Race details
- Date: 26 July 1925
- Official name: XIX Grand Prix de l'Automobile Club de France
- Location: Montlhéry, France
- Course: Autodrome de Linas-Montlhéry
- Course length: 12.500 km (7.767 miles)
- Distance: 80 laps, 1000.0 km (621.4 miles)
- Weather: Overcast.
- Attendance: 50,000

Pole position
- Driver: Henry Segrave; / Sunbeam
- Grid positions set by car number

Fastest lap
- Driver: Albert Divo / Sunbeam
- Time: 5:48.0

Podium
- First: Robert Benoist; Albert Divo; / Delage
- Second: Louis Wagner; Paul Torchy; / Delage
- Third: Giulio Masetti; / Sunbeam

= 1925 French Grand Prix =

The 1925 French Grand Prix was a Grand Prix motor race held at Autodrome de Linas-Montlhéry on 26 July 1925. It was the third race of the inaugural AIACR World Manufacturers' Championship. The race, which was 80 laps, was won by Robert Benoist driving a Delage 2LCV after starting from 8th place.

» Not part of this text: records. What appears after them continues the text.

//! 顶层只读门面

use std::io::{Read, Seek};
use std::path::Path;

use crate::catalog;
use crate::common::{ModelConfig, Result};
use crate::container::Container;
use crate::meta::{
    CalculatedColumnView, CalculatedTableView, Catalog, ColumnStatistics, MeasureView,
    ModelInfo, ModelProperty, ParameterView, QueryExpressionView, RelationshipView,
    SchemaEntry, TableDef, TableStatistics,
};
use crate::table::{decode_table, TableData};

/// 加载完成的数据模型
///
/// 加载（解包 → catalog 解析）是同步、原子的：任一步失败都不会返回
/// 部分构造的 Model。表数据在 `get_table` 时按需解码，不缓存。
#[derive(Debug)]
pub struct Model {
    container: Container,
    catalog:   Catalog,
    config:    ModelConfig,
    size:      u64,
}

impl Model {
    // ── 加载 ──────────────────────────────────────────────────────────────────

    pub fn open(path: impl AsRef<Path>) -> Result<Self> {
        Self::open_with_config(path, ModelConfig::default())
    }

    pub fn open_with_config(path: impl AsRef<Path>, config: ModelConfig) -> Result<Self> {
        let container = Container::open(path, &config)?;
        Self::load(container, config)
    }

    pub fn from_bytes(bytes: &[u8]) -> Result<Self> {
        Self::from_bytes_with_config(bytes, ModelConfig::default())
    }

    pub fn from_bytes_with_config(bytes: &[u8], config: ModelConfig) -> Result<Self> {
        let container = Container::from_bytes(bytes, &config)?;
        Self::load(container, config)
    }

    pub fn from_reader<R: Read + Seek>(reader: R) -> Result<Self> {
        Self::from_reader_with_config(reader, ModelConfig::default())
    }

    pub fn from_reader_with_config<R: Read + Seek>(reader: R, config: ModelConfig) -> Result<Self> {
        let container = Container::from_reader(reader, &config)?;
        Self::load(container, config)
    }

    fn load(container: Container, config: ModelConfig) -> Result<Self> {
        let catalog = catalog::parse(&container, &config)?;
        let size    = catalog.total_size();
        log::info!(
            "model loaded: {} streams, {} tables, {} columns, {size} bytes",
            container.stream_count(), catalog.tables.len(), catalog.columns.len()
        );
        Ok(Self { container, catalog, config, size })
    }

    // ── Schema / 元数据视图 ────────────────────────────────────────────────────

    pub fn table_names(&self) -> Vec<String> { self.catalog.table_names() }
    pub fn tables(&self) -> &[TableDef] { &self.catalog.tables }
    pub fn catalog(&self) -> &Catalog { &self.catalog }
    pub fn container(&self) -> &Container { &self.container }
    pub fn config(&self) -> &ModelConfig { &self.config }
    pub fn info(&self) -> &ModelInfo { &self.catalog.info }

    pub fn schema(&self) -> Vec<SchemaEntry> { self.catalog.schema() }
    pub fn statistics(&self) -> Vec<ColumnStatistics> { self.catalog.statistics() }
    pub fn table_statistics(&self) -> Vec<TableStatistics> { self.catalog.table_statistics() }
    pub fn metadata(&self) -> Vec<ModelProperty> {
        self.catalog.metadata(self.container.stream_count())
    }

    pub fn relationships(&self) -> Vec<RelationshipView> { self.catalog.relationships() }
    pub fn measures(&self) -> Vec<MeasureView> { self.catalog.measures() }
    pub fn calculated_columns(&self) -> Vec<CalculatedColumnView> { self.catalog.calculated_columns() }
    pub fn calculated_tables(&self) -> Vec<CalculatedTableView> { self.catalog.calculated_tables() }
    pub fn query_expressions(&self) -> Vec<QueryExpressionView> { self.catalog.query_expressions() }
    pub fn parameters(&self) -> Vec<ParameterView> { self.catalog.parameters() }

    /// catalog 声明的所有流字节数之和（加载时计算一次）
    pub fn size(&self) -> u64 { self.size }

    // ── 表数据 ────────────────────────────────────────────────────────────────

    /// 解码一张表；每次调用都重新解码
    pub fn get_table(&self, name: &str) -> Result<TableData> {
        decode_table(&self.container, &self.catalog, name, &self.config)
    }

    /// 并发解码多张表（每表一个 scoped 线程）；单表失败不影响其他表
    pub fn get_tables(&self, names: &[&str]) -> Vec<(String, Result<TableData>)> {
        std::thread::scope(|scope| {
            let handles: Vec<_> = names.iter()
                .map(|&name| (name, scope.spawn(move || self.get_table(name))))
                .collect();
            handles.into_iter()
                .map(|(name, h)| {
                    let result = h.join().unwrap_or_else(|p| std::panic::resume_unwind(p));
                    (name.to_string(), result)
                })
                .collect()
        })
    }
}
pub fn sample_builder() -> ModelBuilder {
    let mut b = ModelBuilder::new();
    b.model("Sales & Returns", "en-US", 1550, ticks(2020, 2, 1));
    b.raw_record(42, b"record kind from a future writer".to_vec());

    // ── Age ───────────────────────────────────────────────────────────────────
    let age = b.table("Age", 5);
    let p_age = b.partition(age, "Age-p0", source::QUERY, "let Source = Csv.Document(\"age.csv\") in Source");
    let bucket = b.column(age, ColumnFixture::new("AgeBucket", dt::STRING, enc::DICTIONARY, 2)
        .dictionary(text_dictionary(&[Some("18-24"), Some("25-34"), Some("35-44")]), 3));
    b.segment(p_age, bucket, 0, 5, 0, pack_bits(&[0, 1, 0, 2, 1], 2));
    let age_key = b.column(age, ColumnFixture::new("AgeKey", dt::INT64, enc::DIRECT, 2));
    b.segment(p_age, age_key, 0, 5, 1, pack_bits(&[0, 1, 0, 2, 1], 2));

    // ── Sales ─────────────────────────────────────────────────────────────────
    let sales = b.table("Sales", 6);
    let p0 = b.partition(sales, "Sales-2019", source::QUERY, "let Source = Sql.Database(\"srv\", \"db\") in Source");
    let p1 = b.partition(sales, "Sales-2020", source::QUERY, "let Source = Sql.Database(\"srv\", \"db2\") in Source");

    let base = ticks(2019, 12, 1);
    let order_date = b.column(sales, ColumnFixture::new("OrderDate", dt::DATETIME, enc::DIRECT, 64));
    let day = |d: i64| (d * TICKS_PER_DAY) as u64;
    // 第二个分区以自身最小值为基准
    b.segment(p0, order_date, 0, 4, base, pack_bits(&[day(0), day(0), day(1), day(3)], 64));
    b.segment(p1, order_date, 0, 2, base + 5 * TICKS_PER_DAY, pack_bits(&[day(0), day(1)], 64));

    let amount = b.column(sales, ColumnFixture::new("Amount", dt::DECIMAL, enc::RUN_LENGTH, 0).scale(10_000));
    b.segment(p0, amount, 0, 4, 0, runs(&[(125_000, 3), (32_500, 1)]));
    b.segment(p1, amount, 0, 2, 70_000, runs(&[(0, 2)]));

    let sales_key = b.column(sales, ColumnFixture::new("AgeKey", dt::INT64, enc::HASH, 11)
        .dictionary(int_dictionary(&[1, 2, 3]), 3)
        .hash_index(hash_index(&[(1001, 0), (1002, 1), (1003, 2)])));
    b.segment(p0, sales_key, 0, 4, 0, pack_bits(&[1001, 1003, 1002, 1001], 11));
    b.segment(p1, sales_key, 0, 2, 0, pack_bits(&[1002, 1002], 11));

    let is_return = b.column(sales, ColumnFixture::new("IsReturn", dt::BOOLEAN, enc::DIRECT, 1));
    b.segment(p0, is_return, 0, 4, 0, pack_bits(&[0, 1, 0, 0], 1));
    b.segment(p1, is_return, 0, 2, 0, pack_bits(&[1, 0], 1));

    let channel = b.column(sales, ColumnFixture::new("Channel", dt::STRING, enc::RUN_LENGTH, 0)
        .dictionary(text_dictionary(&[Some("Online"), Some("Store")]), 2));
    // 段按序号拆分：p0 的两个段故意倒序写入 catalog
    b.segment(p0, channel, 1, 2, 0, runs(&[(1, 2)]));
    b.segment(p0, channel, 0, 2, 0, runs(&[(0, 2)]));
    b.segment(p1, channel, 0, 2, 0, runs(&[(1, 2)]));

    let discount = b.column(sales, ColumnFixture::new("Discount", dt::DOUBLE, enc::DICTIONARY, 1)
        .dictionary(real_dictionary(&[0.0, 0.15]), 2));
    b.segment(p0, discount, 0, 4, 0, pack_bits(&[0, 1, 1, 0], 1));
    b.segment(p1, discount, 0, 2, 0, pack_bits(&[0, 1], 1));

    // ── Calendar（计算表）─────────────────────────────────────────────────────
    let calendar = b.table("Calendar", 0);
    b.partition(calendar, "Calendar", source::CALCULATED, "CALENDARAUTO()");
    b.column(calendar, ColumnFixture::new("Date", dt::DATETIME, enc::DIRECT, 64));

    // ── 关系 / 公式 / 参数 ─────────────────────────────────────────────────────
    b.relationship("Sales_Age", sales_key, age_key, true);
    b.measure(sales, "Total Sales", "SUM(Sales[Amount])", "#,0.00");
    b.measure(sales, "Return Rate", "DIVIDE(COUNTROWS(FILTER(Sales, Sales[IsReturn])), COUNTROWS(Sales))", "0.0%");
    b.calculated_column(channel, "IF(Sales[IsOnline], \"Online\", \"Store\")");
    b.parameter("StartDate", "#date(2019, 1, 1) meta [IsParameterQuery=true]", ticks(2020, 1, 10));

    b
}

pub fn sample_container() -> Vec<u8> {
    sample_builder().build()
}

It was the first Grand Prix to take place at the newly built Autodrome de Linas-Montlhéry.
==Background==

Although the 1925 Grand Prix was held to the same technical regulations as in 1924, with cars allowed a maximum of 2-litre engine capacity, there were several important changes for 1925. For the first time the French Grand Prix was not held on public roads, instead being held at the newly built Autodrome de Linas-Montlhéry which consisted of part of a high banked oval along with an artificial road circuit, a combination initially quite unpopular with the drivers. Also for the first time, riding mechanics were banned although passenger seats were still required.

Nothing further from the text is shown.